** REQUIRED WORK **
Every line of the records counts; transcribe each one exactly.

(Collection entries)
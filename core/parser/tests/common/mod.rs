//! FILENAME: core/parser/tests/common/mod.rs
//! PURPOSE: Shared inputs and helpers for the integration tests.

#![allow(dead_code)]

use expr_parser::{tokenize, TokenKind};

/// Well-formed expressions covering every grammar rule.
pub const VALID_INPUTS: &[&str] = &[
    "42",
    "3.14",
    "x",
    "-x",
    "+7",
    "2 + 3 * 4",
    "(2 + 3) * 4",
    "2 - 3 - 4",
    "2 ^ 3 ^ 2",
    "-2^2",
    "log(8, 2)",
    "sin()",
    "2 + 3.14 * sin(0.5)",
    "cos(x) ^ 2 + sin(x) ^ 2",
    "tan(-(a + b) / 2, c, log(d))",
    "((((1))))",
    "1 - 2 * x ^ 2 / 4 + y",
    "--+-.5 * _tmp9",
];

/// Malformed expressions with the offset the error must point at.
pub const INVALID_INPUTS: &[(&str, usize)] = &[
    ("", 0),
    ("2 +", 3),
    ("sin(1", 5),
    ("2 3", 2),
    ("(1 + 2", 6),
    ("1 + 2)", 5),
    ("log(1,)", 6),
    ("sin 1", 4),
    (")", 0),
    (",", 0),
    ("2 # 3", 2),
];

/// Number of literal and identifier tokens in `input`.
pub fn operand_token_count(input: &str) -> usize {
    tokenize(input)
        .unwrap()
        .iter()
        .filter(|t| {
            matches!(
                t.kind,
                TokenKind::Integer | TokenKind::Float | TokenKind::Identifier
            )
        })
        .count()
}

** ANSWER TO THIS EXERCISE **
filename core/parser/tests/common/mod.rs
//! FILENAME: core/parser/tests/common/mod.rs
//! PURPOSE: Shared inputs and helpers for the integration tests.

#![allow(dead_code)]

use expr_parser::{tokenize, TokenKind};

/// Well-formed expressions covering every grammar rule.
pub const VALID_INPUTS: &[&str] = &[
    "42",
    "3.14",
    "x",
    "-x",
    "+7",
    "2 + 3 * 4",
    "(2 + 3) * 4",
    "2 - 3 - 4",
    "2 ^ 3 ^ 2",
    "-2^2",
    "log(8, 2)",
    "sin()",
    "2 + 3.14 * sin(0.5)",
    "cos(x) ^ 2 + sin(x) ^ 2",
    "tan(-(a + b) / 2, c, log(d))",
    "((((1))))",
    "1 - 2 * x ^ 2 / 4 + y",
    "--+-.5 * _tmp9",
];

/// Malformed expressions with the offset the error must point at.
pub const INVALID_INPUTS: &[(&str, usize)] = &[
    ("", 0),
    ("2 +", 3),
    ("sin(1", 5),
    ("2 3", 2),
    ("(1 + 2", 6),
    ("1 + 2)", 5),
    ("log(1,)", 6),
    ("sin 1", 4),
    (")", 0),
    (",", 0),
    ("2 # 3", 2),
];

/// Number of literal and identifier tokens in `input`.
pub fn operand_token_count(input: &str) -> usize {
    tokenize(input)
        .unwrap()
        .iter()
        .filter(|t| {
            matches!(
                t.kind,
                TokenKind::Integer | TokenKind::Float | TokenKind::Identifier
            )
        })
        .count()
}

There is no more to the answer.